* **Supplied records**
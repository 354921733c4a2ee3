//! Content store error types.

use thiserror::Error;

pub type Result<T> = std::result::Result<T, StoreError>;

#[derive(Debug, Error)]
pub enum StoreError {
    #[error("IO error: {0}")]
    Io(#[from] std::io::Error),

    #[error("Serialization error: {0}")]
    Serialization(#[from] serde_json::Error),

    #[error("Embedding failed: {0}")]
    Embedding(#[from] papergraph_llm::LlmError),
}
//! Background job registry.
//!
//! Jobs are created when a request is accepted and then advanced by the one
//! task that owns their [`JobHandle`]. Every transition is mirrored onto a
//! broadcast channel for live progress streams.

use async_trait::async_trait;
use chrono::{DateTime, Utc};
use papergraph_common::Graph;
use papergraph_llm::RetryObserver;
use serde::{Deserialize, Serialize};
use std::collections::HashMap;
use std::fmt;
use std::sync::Arc;
use std::time::Duration;
use tokio::sync::{broadcast, RwLock};
use uuid::Uuid;

pub const INITIAL_STEP: &str = "Initializing...";

#[derive(Debug, Clone, Copy, PartialEq, Eq, Serialize, Deserialize)]
#[serde(rename_all = "lowercase")]
pub enum JobKind {
    Batch,
    Graph,
}

#[derive(Debug, Clone, Copy, PartialEq, Eq, Serialize, Deserialize)]
#[serde(rename_all = "lowercase")]
pub enum JobStatus {
    Queued,
    Processing,
    /// Waiting out a rate-limit backoff; returns to `Processing`.
    Ratelimit,
    Completed,
    Failed,
}

impl JobStatus {
    pub fn is_terminal(&self) -> bool {
        matches!(self, JobStatus::Completed | JobStatus::Failed)
    }

    pub fn as_str(&self) -> &'static str {
        match self {
            JobStatus::Queued     => "queued",
            JobStatus::Processing => "processing",
            JobStatus::Ratelimit  => "ratelimit",
            JobStatus::Completed  => "completed",
            JobStatus::Failed     => "failed",
        }
    }
}

impl fmt::Display for JobStatus {
    fn fmt(&self, f: &mut fmt::Formatter<'_>) -> fmt::Result {
        f.write_str(self.as_str())
    }
}

/// A job as returned by the status endpoint.
#[derive(Debug, Clone, Serialize, Deserialize)]
pub struct Job {
    pub id: Uuid,
    pub kind: JobKind,
    pub status: JobStatus,
    pub progress: u8,
    /// File being processed or the stage label.
    #[serde(rename = "current_file")]
    pub current_step: String,
    #[serde(skip_serializing_if = "Option::is_none")]
    pub total_files: Option<usize>,
    pub created_at: DateTime<Utc>,
    pub updated_at: DateTime<Utc>,
    #[serde(skip_serializing_if = "Option::is_none")]
    pub result: Option<Graph>,
    #[serde(skip_serializing_if = "Option::is_none")]
    pub error: Option<String>,
}

impl Job {
    fn new(kind: JobKind, total_files: Option<usize>) -> Self {
        let now = Utc::now();
        Self {
            id: Uuid::new_v4(),
            kind,
            status: JobStatus::Queued,
            progress: 0,
            current_step: INITIAL_STEP.to_string(),
            total_files,
            created_at: now,
            updated_at: now,
            result: None,
            error: None,
        }
    }
}

/// Pushed to live subscribers on every job transition.
#[derive(Debug, Clone, Serialize, Deserialize)]
#[serde(tag = "type", rename_all = "snake_case")]
pub enum JobEvent {
    Created { job_id: Uuid, kind: JobKind },
    Progress { job_id: Uuid, status: JobStatus, progress: u8, current_step: String },
    Completed { job_id: Uuid, nodes: usize, edges: usize },
    Failed { job_id: Uuid, error: String },
}

/// Shared, cloneable registry of every job started in this process.
#[derive(Clone)]
pub struct JobStore {
    jobs: Arc<RwLock<HashMap<Uuid, Job>>>,
    events: broadcast::Sender<JobEvent>,
}

impl Default for JobStore {
    fn default() -> Self {
        Self::new()
    }
}

impl JobStore {
    pub fn new() -> Self {
        let (events, _) = broadcast::channel(256);
        Self { jobs: Arc::new(RwLock::new(HashMap::new())), events }
    }

    /// Register a queued job and hand back the handle its task will own.
    pub async fn create(&self, kind: JobKind, total_files: Option<usize>) -> JobHandle {
        let job = Job::new(kind, total_files);
        let id = job.id;
        self.jobs.write().await.insert(id, job);
        let _ = self.events.send(JobEvent::Created { job_id: id, kind });
        tracing::debug!(job_id = %id, ?kind, "Job queued");
        JobHandle { id, store: self.clone() }
    }

    pub async fn get(&self, id: &Uuid) -> Option<Job> {
        self.jobs.read().await.get(id).cloned()
    }

    pub async fn len(&self) -> usize {
        self.jobs.read().await.len()
    }

    pub async fn is_empty(&self) -> bool {
        self.jobs.read().await.is_empty()
    }

    pub fn subscribe(&self) -> broadcast::Receiver<JobEvent> {
        self.events.subscribe()
    }

    async fn update<F>(&self, id: Uuid, f: F) -> Option<JobEvent>
    where
        F: FnOnce(&mut Job) -> JobEvent,
    {
        let mut guard = self.jobs.write().await;
        let job = guard.get_mut(&id)?;
        let event = f(job);
        job.updated_at = Utc::now();
        drop(guard);
        let _ = self.events.send(event.clone());
        Some(event)
    }
}

/// Write access to one job. Only the task running the job holds one.
#[derive(Clone)]
pub struct JobHandle {
    id: Uuid,
    store: JobStore,
}

fn progress_event(job: &Job) -> JobEvent {
    JobEvent::Progress {
        job_id: job.id,
        status: job.status,
        progress: job.progress,
        current_step: job.current_step.clone(),
    }
}

impl JobHandle {
    pub fn id(&self) -> Uuid {
        self.id
    }

    pub async fn snapshot(&self) -> Option<Job> {
        self.store.get(&self.id).await
    }

    pub async fn set_status(&self, status: JobStatus) {
        self.store
            .update(self.id, |job| {
                job.status = status;
                progress_event(job)
            })
            .await;
    }

    /// Move to `processing` and report progress at a labelled step.
    pub async fn advance(&self, progress: u8, step: impl Into<String>) {
        let step = step.into();
        tracing::debug!(job_id = %self.id, progress, step = %step, "Job progress");
        self.store
            .update(self.id, |job| {
                job.status = JobStatus::Processing;
                job.progress = progress.min(100);
                job.current_step = step;
                progress_event(job)
            })
            .await;
    }

    pub async fn complete(&self, graph: Graph) {
        tracing::info!(job_id = %self.id, nodes = graph.nodes.len(), edges = graph.edges.len(), "Job completed");
        self.store
            .update(self.id, |job| {
                let event = JobEvent::Completed {
                    job_id: job.id,
                    nodes: graph.nodes.len(),
                    edges: graph.edges.len(),
                };
                job.status = JobStatus::Completed;
                job.progress = 100;
                job.result = Some(graph);
                event
            })
            .await;
    }

    pub async fn fail(&self, error: impl Into<String>) {
        let error = error.into();
        tracing::error!(job_id = %self.id, error = %error, "Job failed");
        self.store
            .update(self.id, |job| {
                job.status = JobStatus::Failed;
                job.error = Some(error.clone());
                JobEvent::Failed { job_id: job.id, error }
            })
            .await;
    }
}

#[async_trait]
impl RetryObserver for JobHandle {
    async fn on_backoff(&self, attempt: u32, delay: Duration) {
        tracing::info!(job_id = %self.id, attempt, delay_ms = delay.as_millis() as u64, "Job waiting on rate limit");
        self.set_status(JobStatus::Ratelimit).await;
    }

    async fn on_resume(&self) {
        self.set_status(JobStatus::Processing).await;
    }
}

* **Directions**
Every line in the data that holds the string "guard" should be copied.

* **Exercise solution**
        let mut guard = self.jobs.write().await;
        let job = guard.get_mut(&id)?;
        drop(guard);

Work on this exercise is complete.